_EXTRACTED MATERIAL_:
[Start of Attachment]

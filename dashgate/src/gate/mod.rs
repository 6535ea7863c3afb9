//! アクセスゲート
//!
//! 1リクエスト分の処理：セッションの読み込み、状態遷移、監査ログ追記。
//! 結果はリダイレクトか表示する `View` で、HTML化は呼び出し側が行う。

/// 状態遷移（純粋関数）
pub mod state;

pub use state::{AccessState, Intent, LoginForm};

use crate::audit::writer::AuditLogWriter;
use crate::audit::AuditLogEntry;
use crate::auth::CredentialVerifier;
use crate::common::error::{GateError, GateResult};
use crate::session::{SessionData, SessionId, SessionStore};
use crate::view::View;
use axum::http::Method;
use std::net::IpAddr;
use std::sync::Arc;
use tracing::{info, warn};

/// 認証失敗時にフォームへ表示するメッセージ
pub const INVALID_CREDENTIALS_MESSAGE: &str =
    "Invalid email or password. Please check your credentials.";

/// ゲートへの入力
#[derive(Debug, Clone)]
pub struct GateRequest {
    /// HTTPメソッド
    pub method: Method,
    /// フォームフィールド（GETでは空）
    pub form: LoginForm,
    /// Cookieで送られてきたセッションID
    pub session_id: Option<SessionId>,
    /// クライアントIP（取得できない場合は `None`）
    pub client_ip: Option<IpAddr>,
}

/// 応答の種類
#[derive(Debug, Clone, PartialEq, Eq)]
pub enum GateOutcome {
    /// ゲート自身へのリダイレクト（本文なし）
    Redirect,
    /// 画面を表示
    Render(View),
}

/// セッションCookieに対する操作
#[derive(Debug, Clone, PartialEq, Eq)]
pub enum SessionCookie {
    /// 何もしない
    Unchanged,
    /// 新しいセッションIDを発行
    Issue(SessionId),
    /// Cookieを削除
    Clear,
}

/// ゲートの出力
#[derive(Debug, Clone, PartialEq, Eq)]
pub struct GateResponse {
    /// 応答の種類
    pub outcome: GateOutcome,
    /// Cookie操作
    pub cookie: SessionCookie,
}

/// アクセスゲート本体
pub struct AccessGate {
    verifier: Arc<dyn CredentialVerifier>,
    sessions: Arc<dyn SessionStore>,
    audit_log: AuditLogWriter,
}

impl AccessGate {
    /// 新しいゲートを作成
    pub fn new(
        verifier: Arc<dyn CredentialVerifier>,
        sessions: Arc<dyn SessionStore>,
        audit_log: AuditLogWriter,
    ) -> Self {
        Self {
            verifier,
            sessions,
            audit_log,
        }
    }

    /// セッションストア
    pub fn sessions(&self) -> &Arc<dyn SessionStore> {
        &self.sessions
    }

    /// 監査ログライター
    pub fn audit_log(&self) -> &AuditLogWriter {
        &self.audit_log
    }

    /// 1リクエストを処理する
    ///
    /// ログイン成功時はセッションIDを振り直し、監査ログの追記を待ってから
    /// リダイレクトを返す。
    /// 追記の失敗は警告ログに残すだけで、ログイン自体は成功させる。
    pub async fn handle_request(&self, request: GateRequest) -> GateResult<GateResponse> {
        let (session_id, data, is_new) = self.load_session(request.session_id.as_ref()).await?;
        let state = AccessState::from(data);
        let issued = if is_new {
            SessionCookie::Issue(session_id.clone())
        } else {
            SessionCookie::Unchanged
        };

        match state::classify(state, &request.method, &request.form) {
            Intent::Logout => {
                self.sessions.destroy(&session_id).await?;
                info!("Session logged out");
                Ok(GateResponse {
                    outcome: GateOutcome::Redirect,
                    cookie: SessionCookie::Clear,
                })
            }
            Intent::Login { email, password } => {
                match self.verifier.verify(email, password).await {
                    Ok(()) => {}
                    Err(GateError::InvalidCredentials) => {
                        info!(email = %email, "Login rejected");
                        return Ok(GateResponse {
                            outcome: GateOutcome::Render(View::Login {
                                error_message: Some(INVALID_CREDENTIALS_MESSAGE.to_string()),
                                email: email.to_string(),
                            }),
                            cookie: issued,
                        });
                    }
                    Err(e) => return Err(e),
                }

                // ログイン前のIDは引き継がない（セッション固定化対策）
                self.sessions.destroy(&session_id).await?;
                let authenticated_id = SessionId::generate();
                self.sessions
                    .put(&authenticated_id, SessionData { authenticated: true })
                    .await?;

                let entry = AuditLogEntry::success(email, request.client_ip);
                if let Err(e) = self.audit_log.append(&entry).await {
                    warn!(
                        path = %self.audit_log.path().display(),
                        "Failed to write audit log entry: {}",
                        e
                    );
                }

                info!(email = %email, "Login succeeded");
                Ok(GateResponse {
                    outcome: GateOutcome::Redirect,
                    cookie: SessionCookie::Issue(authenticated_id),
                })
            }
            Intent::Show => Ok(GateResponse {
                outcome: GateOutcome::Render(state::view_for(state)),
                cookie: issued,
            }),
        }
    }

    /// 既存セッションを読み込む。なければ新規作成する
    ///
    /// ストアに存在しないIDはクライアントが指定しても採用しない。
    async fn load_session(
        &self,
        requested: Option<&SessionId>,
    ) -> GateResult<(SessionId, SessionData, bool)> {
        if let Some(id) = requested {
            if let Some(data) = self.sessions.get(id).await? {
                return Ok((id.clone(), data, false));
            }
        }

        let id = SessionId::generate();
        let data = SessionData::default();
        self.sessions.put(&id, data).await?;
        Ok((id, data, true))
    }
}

[End of Attachment]
[Start of Attachment]

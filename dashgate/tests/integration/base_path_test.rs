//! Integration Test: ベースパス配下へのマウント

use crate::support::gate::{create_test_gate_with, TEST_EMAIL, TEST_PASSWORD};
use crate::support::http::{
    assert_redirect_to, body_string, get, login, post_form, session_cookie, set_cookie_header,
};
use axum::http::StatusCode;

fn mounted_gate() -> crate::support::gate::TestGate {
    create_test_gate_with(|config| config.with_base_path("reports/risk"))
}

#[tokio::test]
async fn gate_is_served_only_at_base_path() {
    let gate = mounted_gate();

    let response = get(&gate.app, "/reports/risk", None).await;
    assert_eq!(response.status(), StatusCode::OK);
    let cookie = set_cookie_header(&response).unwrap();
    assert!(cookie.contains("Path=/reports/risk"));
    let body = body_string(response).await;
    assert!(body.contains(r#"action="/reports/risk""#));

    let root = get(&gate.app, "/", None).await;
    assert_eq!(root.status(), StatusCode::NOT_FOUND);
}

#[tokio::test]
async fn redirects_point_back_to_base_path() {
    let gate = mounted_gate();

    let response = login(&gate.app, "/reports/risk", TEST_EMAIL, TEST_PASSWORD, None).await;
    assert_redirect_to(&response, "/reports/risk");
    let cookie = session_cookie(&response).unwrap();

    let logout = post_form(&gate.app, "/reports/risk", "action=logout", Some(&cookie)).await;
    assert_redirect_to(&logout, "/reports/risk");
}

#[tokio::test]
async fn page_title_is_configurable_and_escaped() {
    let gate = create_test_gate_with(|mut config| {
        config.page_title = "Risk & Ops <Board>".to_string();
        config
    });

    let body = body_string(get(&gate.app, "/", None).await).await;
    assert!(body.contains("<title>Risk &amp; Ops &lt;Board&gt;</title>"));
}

[End of Attachment]
[Start of Attachment]

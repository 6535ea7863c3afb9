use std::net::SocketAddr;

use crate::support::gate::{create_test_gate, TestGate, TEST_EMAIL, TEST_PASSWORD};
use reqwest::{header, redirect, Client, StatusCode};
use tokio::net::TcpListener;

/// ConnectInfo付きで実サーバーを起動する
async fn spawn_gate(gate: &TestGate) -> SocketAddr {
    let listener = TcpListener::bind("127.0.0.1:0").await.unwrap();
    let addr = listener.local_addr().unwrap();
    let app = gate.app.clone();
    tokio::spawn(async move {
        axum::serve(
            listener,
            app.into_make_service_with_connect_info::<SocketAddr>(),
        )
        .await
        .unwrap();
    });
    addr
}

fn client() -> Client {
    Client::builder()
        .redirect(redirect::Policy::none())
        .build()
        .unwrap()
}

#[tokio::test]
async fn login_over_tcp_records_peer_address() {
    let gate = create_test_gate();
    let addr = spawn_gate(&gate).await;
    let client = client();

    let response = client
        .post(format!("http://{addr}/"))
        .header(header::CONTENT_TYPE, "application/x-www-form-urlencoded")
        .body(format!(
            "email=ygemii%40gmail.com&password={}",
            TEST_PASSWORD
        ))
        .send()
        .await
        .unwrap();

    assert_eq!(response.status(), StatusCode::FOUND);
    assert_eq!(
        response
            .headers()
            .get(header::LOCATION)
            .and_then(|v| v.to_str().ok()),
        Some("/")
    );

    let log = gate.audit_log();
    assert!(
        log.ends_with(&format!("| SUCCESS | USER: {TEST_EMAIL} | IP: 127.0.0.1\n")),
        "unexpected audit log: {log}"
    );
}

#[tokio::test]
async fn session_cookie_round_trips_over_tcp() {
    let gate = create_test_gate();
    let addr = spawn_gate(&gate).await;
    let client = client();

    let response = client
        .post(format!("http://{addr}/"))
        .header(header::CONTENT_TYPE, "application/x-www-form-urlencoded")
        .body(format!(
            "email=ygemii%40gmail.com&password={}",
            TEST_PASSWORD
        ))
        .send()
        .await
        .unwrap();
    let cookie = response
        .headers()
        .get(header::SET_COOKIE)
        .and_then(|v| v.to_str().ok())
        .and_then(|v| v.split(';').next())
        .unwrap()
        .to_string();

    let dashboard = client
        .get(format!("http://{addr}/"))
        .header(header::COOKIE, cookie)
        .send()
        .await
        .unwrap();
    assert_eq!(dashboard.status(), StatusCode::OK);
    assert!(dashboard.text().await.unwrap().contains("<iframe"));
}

[End of Attachment]

_TASK GOAL_:
Scan the lines above for "struct", then copy every one that has it.

_RESPONSE FOR THIS EXERCISE_:
pub struct GateRequest {
pub struct GateResponse {
pub struct AccessGate {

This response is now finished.